Il représenta la France à la 5e assemblée générale des Nations Unies en 1950. Maurice Schumann a été un parlementaire très actif, ce qui l’a amené naturellement à siéger au gouvernement. Au départ, sur des strapontins, sous la IVe République : il fut nommé Secrétaire d’État aux Affaires étrangères du 11 août 1951 au 18 juin 1954 dans cinq gouvernements dirigés successivement par René Pleven, Edgar Faure, Antoine Pinay, René Mayer et Joseph Laniel.


L’homme politique de la Ve République

Maurice Schumann fut ensuite élu président de la commission des affaires étrangères à l’Assemblée Nationale du 18 octobre 1957 au 14 avril 1962 et du 12 décembre 1962 au 2 avril 1967. Sa brève interruption est venue de sa nomination dans le gouvernement de Georges Pompidou comme (bref) Ministre délégué auprès du Premier Ministre, pour l’Aménagement du territoire du 14 avril 1962 au 16 mai 1962.

Par ailleurs, il fut président de l’Union des Français de l’étranger en 1960, et de beaucoup d’autres organismes plus ou moins politiques.

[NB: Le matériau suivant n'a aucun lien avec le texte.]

//! Tracing bootstrap for binaries embedding the ledger.

use tracing_subscriber::EnvFilter;

/// Filter used when neither `RUST_LOG` nor configuration provide one.
pub const DEFAULT_LOG_FILTER: &str = "info,kasir=debug,sqlx=warn";

/// Installs the global fmt subscriber.
///
/// `RUST_LOG` wins over `filter`; an unparsable `filter` falls back to
/// [`DEFAULT_LOG_FILTER`]. Calling it twice is harmless, the second install
/// is ignored.
pub fn init_tracing(filter: &str) {
    let filter = EnvFilter::try_from_default_env()
        .or_else(|_| EnvFilter::try_new(filter))
        .unwrap_or_else(|_| EnvFilter::new(DEFAULT_LOG_FILTER));

    let _ = tracing_subscriber::fmt()
        .with_env_filter(filter)
        .with_target(true)
        .try_init();
}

Maurice Schumann, gaulliste du MRP comme Edmond Michelet, approuva avec enthousiasme le retour au pouvoir du Général De Gaulle en mai 1958. Il vota bien sûr les plein pouvoirs pour résoudre la crise institutionnelle et il fut le promoteur de la Ve République. En 1962, il fut réélu député sous l’étiquette MRP et fut parmi les ministres MRP qui démissionnèrent du gouvernement lorsque De Gaulle s’est moqué, au cours de sa conférence de presse du 15 mai 1962, des partisans de la construction européenne (qu’il avait pourtant lui-même approuvée en appliquant le Traité de Rome). Malgré ce désaccord européen, Maurice Schumann a pleinement soutenu la politique institutionnelle de De Gaulle et en particulier l’élection du Président de la République au suffrage universel direct (en octobre 1962), malgré les protestations de la grande majorité de ses amis centristes.

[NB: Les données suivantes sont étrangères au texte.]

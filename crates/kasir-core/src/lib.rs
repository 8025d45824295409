//! # kasir-core: Pure Business Logic for the Kasir Ledger
//!
//! This crate holds the rules of the inventory-and-sales ledger as pure
//! functions with zero I/O dependencies.
//!
//! ## Architecture Position
//! ```text
//! ┌─────────────────────────────────────────────────────────────────────────┐
//! │                        Kasir POS Architecture                           │
//! │                                                                         │
//! │  ┌─────────────────────────────────────────────────────────────────┐   │
//! │  │              Outer API (HTTP / CLI, not in this repo)           │   │
//! │  │    CreateSale ── FinalizeSale ── ReceiveStock ── ComputeHPP     │   │
//! │  └─────────────────────────────┬───────────────────────────────────┘   │
//! │                                │                                        │
//! │  ┌─────────────────────────────▼───────────────────────────────────┐   │
//! │  │                kasir-db (services + repositories)               │   │
//! │  │    SaleService, InventoryService, FinanceService, SQLite        │   │
//! │  └─────────────────────────────┬───────────────────────────────────┘   │
//! │                                │                                        │
//! │  ┌─────────────────────────────▼───────────────────────────────────┐   │
//! │  │               ★ kasir-core (THIS CRATE) ★                       │   │
//! │  │                                                                 │   │
//! │  │   ┌─────────┐ ┌─────────┐ ┌─────────┐ ┌─────────┐ ┌─────────┐ │   │
//! │  │   │  types  │ │  money  │ │ ledger  │ │  sale   │ │ report  │ │   │
//! │  │   │ Product │ │  Money  │ │  sign   │ │ totals  │ │  HPP    │ │   │
//! │  │   │  Sale   │ │ TaxRate │ │  chain  │ │ invoice │ │ margins │ │   │
//! │  │   └─────────┘ └─────────┘ └─────────┘ └─────────┘ └─────────┘ │   │
//! │  │                                                                 │   │
//! │  │   NO I/O • NO DATABASE • NO NETWORK • PURE FUNCTIONS           │   │
//! │  └─────────────────────────────────────────────────────────────────┘   │
//! └─────────────────────────────────────────────────────────────────────────┘
//! ```
//!
//! ## Modules
//!
//! - [`types`] - Domain types (Product, Sale, StockMovement, Expense)
//! - [`money`] - Integer money in minor units
//! - [`ledger`] - Movement sign discipline and chain verification
//! - [`sale`] - Line totals, sale totals, invoice numbers
//! - [`report`] - HPP, margins, low-stock and stock-value math
//! - [`error`] - Domain error types
//! - [`validation`] - Input validation
//!
//! ## Example Usage
//!
//! ```rust
//! use kasir_core::money::Money;
//! use kasir_core::sale::line_total;
//!
//! let total = line_total(3, Money::from_minor(1500), Money::zero()).unwrap();
//! assert_eq!(total.minor(), 4500);
//! ```

// =============================================================================
// Module Declarations
// =============================================================================

pub mod error;
pub mod ledger;
pub mod money;
pub mod report;
pub mod sale;
pub mod types;
pub mod validation;

// =============================================================================
// Re-exports for Convenience
// =============================================================================

pub use error::{CoreError, CoreResult, ValidationError};
pub use money::Money;
pub use types::*;

// =============================================================================
// Crate-Level Constants
// =============================================================================

/// Maximum lines on a single sale.
pub const MAX_SALE_ITEMS: usize = 100;

/// Maximum base units on a single line or stock operation.
///
/// Guards against a scanner or keypad mishap (10000 typed instead of 10)
/// while leaving room for alternate units such as `dus` of 24.
pub const MAX_ITEM_QUANTITY: i64 = 100_000;

/// Largest amount accepted from a caller, in minor units (Rp 1.000 triliun).
///
/// Any single price, cost, payment or header figure above this is rejected.
/// Sums of bounded figures over [`MAX_SALE_ITEMS`] lines stay inside `i64`.
pub const MAX_MONEY_MINOR: i64 = 1_000_000_000_000_000;

/// Prefix of generated invoice numbers.
pub const DEFAULT_INVOICE_PREFIX: &str = "INV";

/// How many times an invoice number collision is regenerated before the
/// sale fails.
pub const DEFAULT_INVOICE_RETRIES: u32 = 5;
impl SaleService {
    pub fn new(db: Database) -> Self {
        SaleService { db }
    }

    /// Creates a draft or finalized sale atomically.
    ///
    /// ## Errors
    /// - `ValidationError` for empty items, bad quantities, totals that do
    ///   not reconcile, or a finalized sale paid short
    /// - `ProductNotFound` for a missing or inactive product
    /// - `InsufficientStock` naming the product and its shortfall
    /// - `TransactionFailed` when invoice numbers keep colliding
    pub async fn create_sale(&self, request: CreateSaleRequest) -> DbResult<SaleWithItems> {
        debug!(
            items = request.items.len(),
            is_draft = request.is_draft,
            "create_sale"
        );

        if let Some(totals) = &request.totals {
            if !totals.total.is_positive() {
                return Err(ValidationError::MustBePositive {
                    field: "total".to_string(),
                }
                .into());
            }
        }

        let meta = normalize_meta(&request.meta)?;
        let (priced, products) = self.price_lines(&request.items).await?;
        precheck_stock(&priced.rows, &products)?;

        let totals = request
            .totals
            .unwrap_or_else(|| SaleTotals::from_lines(priced.lines_sum, Money::zero(), Money::zero()));
        totals.reconcile(priced.lines_sum, self.db.settings().totals_tolerance)?;

        let settlement = if request.is_draft {
            None
        } else {
            Some(settle(
                totals.total,
                request.tender,
                meta.payment_method.unwrap_or_default(),
            )?)
        };

        let now = Utc::now();
        let mut tx = self.db.begin().await?;

        let sale = self
            .insert_with_invoice(&mut tx, &meta, totals, settlement, now)
            .await?;

        let mut items = Vec::with_capacity(priced.rows.len());
        for row in &priced.rows {
            let item = if settlement.is_some() {
                let unit_cost = apply_line_in(
                    &mut tx,
                    &sale.id,
                    &row.product_id,
                    row.quantity,
                    meta.cashier.clone(),
                )
                .await
                .inspect_err(|e| log_rejection(&sale.invoice_number, e))?;
                let costed = ItemRow {
                    unit_cost: Some(unit_cost),
                    ..row.clone()
                };
                SaleRepository::insert_item_in(&mut tx, &sale.id, &costed, now).await?
            } else {
                SaleRepository::insert_item_in(&mut tx, &sale.id, row, now).await?
            };
            items.push(item);
        }

        tx.commit().await?;

        info!(
            sale_id = %sale.id,
            invoice_number = %sale.invoice_number,
            total = %sale.total,
            items = items.len(),
            is_draft = sale.is_draft,
            "Sale created"
        );

        Ok(SaleWithItems { sale, items })
    }

    /// Applies a draft's stock effects and marks it finalized.
    ///
    /// Each line is decremented against current stock and its unit cost is
    /// snapshotted. Any shortfall rolls the whole finalize back; the sale
    /// stays a draft.
    pub async fn finalize_sale(&self, id: &str, tender: Option<Tender>) -> DbResult<SaleWithItems> {
        debug!(id = %id, "finalize_sale");

        let sale = self.active_sale(id).await?;
        if !sale.is_draft {
            return Err(CoreError::AlreadyFinalized {
                invoice_number: sale.invoice_number,
            }
            .into());
        }
        let settlement = settle(sale.total, tender, sale.payment_method)?;

        let now = Utc::now();
        let mut tx = self.db.begin().await?;

        if !SaleRepository::mark_finalized_in(&mut tx, id, &settlement, now).await? {
            drop(tx);
            return Err(self.state_error(id, "finalize").await);
        }

        let items = SaleRepository::items_in(&mut tx, id).await?;
        for item in &items {
            let unit_cost = apply_line_in(
                &mut tx,
                id,
                &item.product_id,
                item.quantity,
                sale.cashier.clone(),
            )
            .await
            .inspect_err(|e| log_rejection(&sale.invoice_number, e))?;
            SaleRepository::set_item_cost_in(&mut tx, &item.id, unit_cost).await?;
        }

        tx.commit().await?;

        info!(
            sale_id = %id,
            invoice_number = %sale.invoice_number,
            items = items.len(),
            paid = %settlement.paid,
            "Sale finalized"
        );

        self.get_sale(id).await
    }

    /// Replaces the labels of a draft or finalized sale. Stock is untouched.
    pub async fn update_sale(&self, id: &str, meta: SaleMeta) -> DbResult<Sale> {
        let meta = normalize_meta(&meta)?;

        match self.db.sales().update_meta(id, &meta).await? {
            Some(sale) => {
                info!(sale_id = %id, "Sale updated");
                Ok(sale)
            }
            None => Err(self.state_error(id, "update").await),
        }
    }

    /// Rewrites a draft's whole item set and totals in one transaction.
    ///
    /// Rejected with `InvalidSaleState` once the sale is finalized, since
    /// its stock has already moved.
    pub async fn replace_draft_items(
        &self,
        id: &str,
        items: Vec<SaleItemInput>,
        totals: Option<SaleTotals>,
    ) -> DbResult<SaleWithItems> {
        debug!(id = %id, items = items.len(), "replace_draft_items");

        let (priced, _) = self.price_lines(&items).await?;
        let totals = totals
            .unwrap_or_else(|| SaleTotals::from_lines(priced.lines_sum, Money::zero(), Money::zero()));
        totals.reconcile(priced.lines_sum, self.db.settings().totals_tolerance)?;

        let now = Utc::now();
        let mut tx = self.db.begin().await?;

        if !SaleRepository::update_draft_totals_in(&mut tx, id, &totals, now).await? {
            drop(tx);
            return Err(self.state_error(id, "replace items").await);
        }

        SaleRepository::delete_items_in(&mut tx, id).await?;
        for row in &priced.rows {
            SaleRepository::insert_item_in(&mut tx, id, row, now).await?;
        }

        tx.commit().await?;

        info!(sale_id = %id, items = priced.rows.len(), total = %totals.total, "Draft items replaced");
        self.get_sale(id).await
    }

    /// Soft-deletes a sale. Stock and ledger are left as they are; reversing
    /// stock is a separate, deliberate adjustment.
    pub async fn delete_sale(&self, id: &str) -> DbResult<()> {
        if !self.db.sales().soft_delete(id).await? {
            return Err(CoreError::SaleNotFound(id.to_string()).into());
        }

        info!(sale_id = %id, "Sale deleted");
        Ok(())
    }

    /// A sale with its items, deleted ones included.
    pub async fn get_sale(&self, id: &str) -> DbResult<SaleWithItems> {
        self.db
            .sales()
            .get_with_items(id)
            .await?
            .ok_or_else(|| CoreError::SaleNotFound(id.to_string()).into())
    }

    pub async fn list_sales(&self, filter: &SaleFilter) -> DbResult<Vec<Sale>> {
        let settings = self.db.settings();
        let limit = filter
            .limit
            .unwrap_or(settings.default_query_limit)
            .clamp(1, settings.max_query_limit);

        self.db.sales().list(filter, limit).await
    }

    // =========================================================================
    // Helpers
    // =========================================================================

    async fn active_sale(&self, id: &str) -> DbResult<Sale> {
        match self.db.sales().get_by_id(id).await? {
            Some(sale) if sale.is_active => Ok(sale),
            _ => Err(CoreError::SaleNotFound(id.to_string()).into()),
        }
    }

    /// Explains why a guarded sale update touched no row.
    async fn state_error(&self, id: &str, operation: &str) -> DbError {
        let sale = match self.db.sales().get_by_id(id).await {
            Ok(Some(sale)) => sale,
            Ok(None) => return CoreError::SaleNotFound(id.to_string()).into(),
            Err(e) => return e,
        };

        let err = match sale.state() {
            SaleState::Deleted => CoreError::SaleNotFound(id.to_string()),
            SaleState::Finalized if operation == "finalize" => CoreError::AlreadyFinalized {
                invoice_number: sale.invoice_number,
            },
            state => CoreError::InvalidSaleState {
                invoice_number: sale.invoice_number,
                state: state.to_string(),
                operation: operation.to_string(),
            },
        };
        warn!(sale_id = %id, operation, error = %err, "Sale operation rejected");
        err.into()
    }

    /// Validates lines and prices them against the active catalog.
    ///
    /// Cheap per-item checks run over all lines before any product is
    /// loaded.
    async fn price_lines(
        &self,
        items: &[SaleItemInput],
    ) -> DbResult<(PricedLines, HashMap<String, Product>)> {
        validate_item_count(items.len())?;
        for item in items {
            validate_quantity(item.quantity)?;
            if let Some(price) = item.unit_price {
                validate_non_negative("unit_price", price)?;
            }
            validate_non_negative("item discount", item.discount)?;
        }

        let repo = self.db.products();
        let mut products: HashMap<String, Product> = HashMap::new();
        let mut rows = Vec::with_capacity(items.len());
        let mut lines_sum = Money::zero();

        for item in items {
            if !products.contains_key(&item.product_id) {
                let product = repo.get_active(&item.product_id).await?;
                products.insert(item.product_id.clone(), product);
            }
            let product = products
                .get(&item.product_id)
                .ok_or_else(|| CoreError::ProductNotFound(item.product_id.clone()))?;

            let quantity = product.to_base_quantity(item.quantity, item.unit.as_deref())?;
            validate_quantity(quantity)?;
            let unit_price = item.unit_price.unwrap_or(product.selling_price);
            let total = line_total(quantity, unit_price, item.discount)?;

            lines_sum = lines_sum
                .checked_add(total)
                .ok_or_else(|| ValidationError::OutOfRange {
                    field: "subtotal".to_string(),
                    min: 0,
                    max: MAX_MONEY_MINOR,
                })?;
            rows.push(ItemRow {
                product_id: product.id.clone(),
                product_name: product.name.clone(),
                quantity,
                unit_price,
                discount: item.discount,
                total,
                unit_cost: None,
            });
        }

        Ok((PricedLines { rows, lines_sum }, products))
    }

    /// Inserts the header, regenerating the invoice suffix on collision.
    async fn insert_with_invoice(
        &self,
        conn: &mut SqliteConnection,
        meta: &SaleMeta,
        totals: SaleTotals,
        settlement: Option<Settlement>,
        at: DateTime<Utc>,
    ) -> DbResult<Sale> {
        let settings = self.db.settings();
        let base = invoice_number(&settings.invoice_prefix, at, 0);
        let mut suffix = 0;
        let mut collisions = 0;

        loop {
            let number = invoice_number(&settings.invoice_prefix, at, suffix);
            let row = SaleRow {
                invoice_number: &number,
                meta,
                totals,
                settlement,
                created_at: at,
            };

            match SaleRepository::insert_sale_in(conn, &row).await {
                Ok(sale) => return Ok(sale),
                Err(e) if e.is_unique_on("invoice_number") => {
                    collisions += 1;
                    if collisions > settings.invoice_retries {
                        warn!(invoice_number = %number, collisions, "Invoice numbers exhausted");
                        return Err(DbError::TransactionFailed(format!(
                            "could not allocate an invoice number after {} attempts",
                            collisions
                        )));
                    }
                    let issued = SaleRepository::invoices_with_base_in(conn, &base).await?;
                    suffix = issued.max(suffix + 1);
                    debug!(invoice_number = %number, next_suffix = suffix, "Invoice number taken");
                }
                Err(e) => return Err(e),
            }
        }
    }
}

Après la disparition totale du MRP de la vie politique, au profit du Centre démocrate de Jean Lecanuet (qui avait obtenu un bon score à l’élection présidentielle de décembre 1965), Maurice Schumann quitta le groupe centriste le 6 avril 1967 pour s’apparenter au groupe gaulliste avec l’étiquette UDR qu’il a prise désormais officiellement en novembre 1967. Entre-temps, il avait soutenu dès le premier tour la candidature de De Gaulle à l’élection présidentielle de décembre 1965 contre le candidat centriste Jean Lecanuet.

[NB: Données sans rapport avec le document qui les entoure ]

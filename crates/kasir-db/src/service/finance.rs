//! # Cost & Financial Aggregator
//!
//! Read-only. HPP (cost of goods sold) and profit for a date window, built
//! from finalized, active sale lines and active expenses. Takes no locks and
//! may trail concurrent writers slightly.

use tracing::debug;

use kasir_core::report::{compute_hpp, DateWindow, FinancialSummary, HppCostBasis, HppReport};

use crate::error::DbResult;
use crate::pool::Database;

#[derive(Debug, Clone)]
pub struct FinanceService {
    db: Database,
}

impl FinanceService {
    pub fn new(db: Database) -> Self {
        FinanceService { db }
    }

    /// HPP with the configured cost basis.
    pub async fn compute_hpp(&self, window: DateWindow) -> DbResult<HppReport> {
        let basis = self.db.settings().hpp_cost_basis;
        self.compute_hpp_with(window, basis).await
    }

    /// HPP with an explicit cost basis.
    pub async fn compute_hpp_with(
        &self,
        window: DateWindow,
        basis: HppCostBasis,
    ) -> DbResult<HppReport> {
        let lines = self.db.sales().sold_lines(&window).await?;
        let report = compute_hpp(window, basis, &lines);

        debug!(
            start = %window.start,
            end = %window.end,
            %basis,
            revenue = %report.total_revenue,
            hpp = %report.total_hpp,
            "Computed HPP"
        );
        Ok(report)
    }

    /// Revenue, HPP, expenses and both profits for the window.
    pub async fn compute_financial_summary(&self, window: DateWindow) -> DbResult<FinancialSummary> {
        let hpp = self.compute_hpp(window).await?;
        let expenses = self.db.expenses().total_in_range(&window).await?;
        let sale_count = self.db.sales().count_finalized(&window).await?;

        Ok(FinancialSummary::compose(&hpp, expenses, sale_count))
    }
}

Maurice Schumann a poursuivi ensuite une carrière ministérielle prestigieuse entre 1967 et 1973 : Ministre d’État, chargé de la Recherche scientifique et des Questions atomiques et spatiales du 6 avril 1967 au 31 mai 1968, dans le gouvernement de Georges Pompidou, puis Ministre d’État, chargé des Affaires sociales du 31 mai 1968 au 20 juin 1969, dans les gouvernements de Georges Pompidou et de Maurice Couve de Murville, enfin, Ministre des Affaires étrangères du 22 juin 1969 au 15 mars 1973, dans les gouvernements de Jacques Chaban-Delmas et de Pierre Messmer.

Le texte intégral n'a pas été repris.